Understanding the history of life requires that we understand the transfer of genetic material across phylogenetic boundaries. Detecting genes that were acquired by means other than vertical descent is a basic step in that process. Detection by discordant phylogenies is computationally expensive and not always definitive. Many have used easily computed compositional features as an alternative procedure. However, different compositional methods produce different predictions, and the effectiveness of any method is not well established.
The ability of octamer frequency comparisons to detect genes artificially seeded in cyanobacterial genomes was markedly increased by using as a training set those genes that are highly conserved over all bacteria. Using a subset of octamer frequencies in such tests also increased effectiveness, but this depended on the specific target genome and the source of the contaminating genes. The presence of high frequency octamers and the GC content of the contaminating genes were important considerations. A method comprising best practices from these tests was devised, the Core Gene Similarity (CGS) method, and it performed better than simple octamer frequency analysis, codon bias, or GC contrasts in detecting seeded genes or naturally occurring transposons.
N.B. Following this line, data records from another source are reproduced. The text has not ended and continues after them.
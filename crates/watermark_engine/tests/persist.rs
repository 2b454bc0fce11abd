use std::fs;
use std::path::Path;

use tempfile::TempDir;
use watermark_engine::{ensure_output_dir, AtomicFileWriter};

#[test]
fn creates_missing_output_dir() {
    let temp = TempDir::new().unwrap();
    let new_dir = temp.path().join("out");
    assert!(!new_dir.exists());
    ensure_output_dir(&new_dir).unwrap();
    assert!(new_dir.is_dir());
}

#[test]
fn atomic_write_replaces_existing() {
    let temp = TempDir::new().unwrap();
    let writer = AtomicFileWriter::new(temp.path().to_path_buf());

    let first = writer.write(Path::new("a_wm.wav"), b"first").unwrap();
    assert_eq!(first.file_name().unwrap(), "a_wm.wav");
    assert_eq!(fs::read(&first).unwrap(), b"first");

    let second = writer.write(Path::new("a_wm.wav"), b"second").unwrap();
    assert_eq!(first, second);
    assert_eq!(fs::read(&second).unwrap(), b"second");
}

#[test]
fn nested_names_create_subdirectories() {
    let temp = TempDir::new().unwrap();
    let writer = AtomicFileWriter::new(temp.path().to_path_buf());

    let saved = writer
        .write(Path::new("album/disc2/b_wm.wav"), b"data")
        .unwrap();

    assert_eq!(saved, temp.path().join("album/disc2/b_wm.wav"));
    assert_eq!(fs::read(saved).unwrap(), b"data");
}

#[test]
fn no_partial_file_on_error() {
    let temp = TempDir::new().unwrap();
    let file_path = temp.path().join("not_a_dir");
    fs::write(&file_path, "x").unwrap();

    let writer = AtomicFileWriter::new(file_path.clone());
    let result = writer.write(Path::new("a_wm.wav"), b"data");
    assert!(result.is_err());
    assert!(!file_path.with_file_name("a_wm.wav").exists());
}
use crate::workflow::{Workflow, WorkflowKind, WorkflowState};
use crate::{AppState, DetectResult, EmbedResult};

/// Display name used when the embed batch archive is retrieved.
pub const ARCHIVE_DISPLAY_NAME: &str = "watermarked_audio.zip";

#[derive(Debug, Clone, PartialEq, Eq)]
pub struct AppViewModel {
    pub embed: WorkflowView<EmbedRowView>,
    pub detect: WorkflowView<DetectRowView>,
}

#[derive(Debug, Clone, PartialEq, Eq)]
pub struct WorkflowView<Row> {
    pub kind: WorkflowKind,
    pub state: WorkflowState,
    /// Relative paths of the selected files.
    pub files: Vec<String>,
    pub can_submit: bool,
    pub submit_label: String,
    /// Rows in the order the service returned them.
    pub rows: Vec<Row>,
    pub error: Option<String>,
    pub bulk_download: Option<BulkDownload>,
    pub partial: Option<PartialResult>,
}

#[derive(Debug, Clone, PartialEq, Eq)]
pub struct EmbedRowView {
    pub filename: String,
    pub download_ref: String,
    pub rms: String,
    pub si_snr: String,
}

#[derive(Debug, Clone, PartialEq, Eq)]
pub struct DetectRowView {
    pub filename: String,
    pub percentage: String,
    pub is_watermarked: bool,
    pub verdict: &'static str,
}

/// Single action covering the whole embed batch.
#[derive(Debug, Clone, PartialEq, Eq)]
pub struct BulkDownload {
    pub reference: String,
    pub count: usize,
    pub label: String,
}

/// The service answered with a different number of results than files sent.
#[derive(Debug, Clone, Copy, PartialEq, Eq)]
pub struct PartialResult {
    pub submitted: usize,
    pub returned: usize,
}

/// `0.873` renders as `87.3%`; exact ties round up, so `0.0625` is `6.3%`.
pub fn format_percentage(probability: f64) -> String {
    format!("{:.1}%", round_half_up(probability * 100.0, 1))
}

/// Rounds half away from zero. `{:.N}` alone rounds ties to even.
fn round_half_up(value: f64, decimals: i32) -> f64 {
    let scale = 10f64.powi(decimals);
    (value * scale).round() / scale
}

pub fn verdict_label(is_watermarked: bool) -> &'static str {
    if is_watermarked {
        "Watermarked"
    } else {
        "Not Watermarked"
    }
}

impl AppViewModel {
    pub(crate) fn build(state: &AppState) -> Self {
        let mut embed = workflow_view(&state.embed, embed_row);
        embed.bulk_download = state.embed.archive_ref().map(|reference| BulkDownload {
            reference: reference.to_string(),
            count: embed.rows.len(),
            label: format!("Download All ({})", embed.rows.len()),
        });
        let detect = workflow_view(&state.detect, detect_row);
        Self { embed, detect }
    }
}

fn workflow_view<R, Row>(workflow: &Workflow<R>, to_row: fn(&R) -> Row) -> WorkflowView<Row> {
    let files: Vec<String> = workflow
        .files()
        .iter()
        .map(|file| file.relative_path.clone())
        .collect();
    let rows: Vec<Row> = workflow.results().iter().map(to_row).collect();
    let partial = (workflow.state() == WorkflowState::Succeeded && rows.len() != files.len())
        .then_some(PartialResult {
            submitted: files.len(),
            returned: rows.len(),
        });
    let submit_label = match workflow.kind() {
        WorkflowKind::Embed => format!("Generate Watermarked Audio ({})", files.len()),
        WorkflowKind::Detect => format!("Detect Watermark ({})", files.len()),
    };
    WorkflowView {
        kind: workflow.kind(),
        state: workflow.state(),
        can_submit: workflow.can_submit(),
        submit_label,
        files,
        rows,
        error: workflow.error().map(ToOwned::to_owned),
        bulk_download: None,
        partial,
    }
}

fn embed_row(result: &EmbedResult) -> EmbedRowView {
    EmbedRowView {
        filename: result.filename.clone(),
        download_ref: result.download_ref.clone(),
        rms: format!("{:.6}", round_half_up(result.rms, 6)),
        si_snr: format!("{:.2} dB", round_half_up(result.si_snr, 2)),
    }
}

fn detect_row(result: &DetectResult) -> DetectRowView {
    DetectRowView {
        filename: result.filename.clone(),
        percentage: format_percentage(result.probability),
        is_watermarked: result.is_watermarked,
        verdict: verdict_label(result.is_watermarked),
    }
}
From a comparison of predictions with phylogenetic trees, it appears that the effectiveness of the method is confined to horizontal transfer events that have occurred recently in evolutionary time.
The CGS method may be an improvement over existing surrogate methods to detect genes of foreign origin.
理解生命的历史需要我们理解遗传物质在系统发育边界上的转移。检测通过垂直进化以外的方式获得的基因是该过程的基本步骤。通过不匹配的系统发育进行检测在计算上很昂贵,并且并不总是确定的。许多人已经使用易于计算的组成特征作为替代程序。然而,不同的组成方法会产生不同的预测,并且任何方法的有效性都没有得到很好的确立。
通过使用在所有细菌中高度保守的那些基因作为训练集,八聚体频率比较检测在蓝藻基因组中人工播种基因的能力显著提高。在这种测试中使用八聚体频率的子集也提高了有效性,但这取决于特定的目标基因组和污染基因的来源。高频率八聚体的存在和污染基因的 GC 含量是重要的考虑因素。从这些测试中设计了一种最佳实践的方法,即核心基因相似性(CGS)方法,它在检测播种基因或自然发生的转座子时,比简单的八聚体频率分析、密码子偏倚或 GC 对比表现更好。从与系统发育树的预测比较来看,该方法的有效性似乎仅限于在进化时间上最近发生的水平转移事件。
CGS 方法可能是检测外来起源基因的现有替代方法的改进。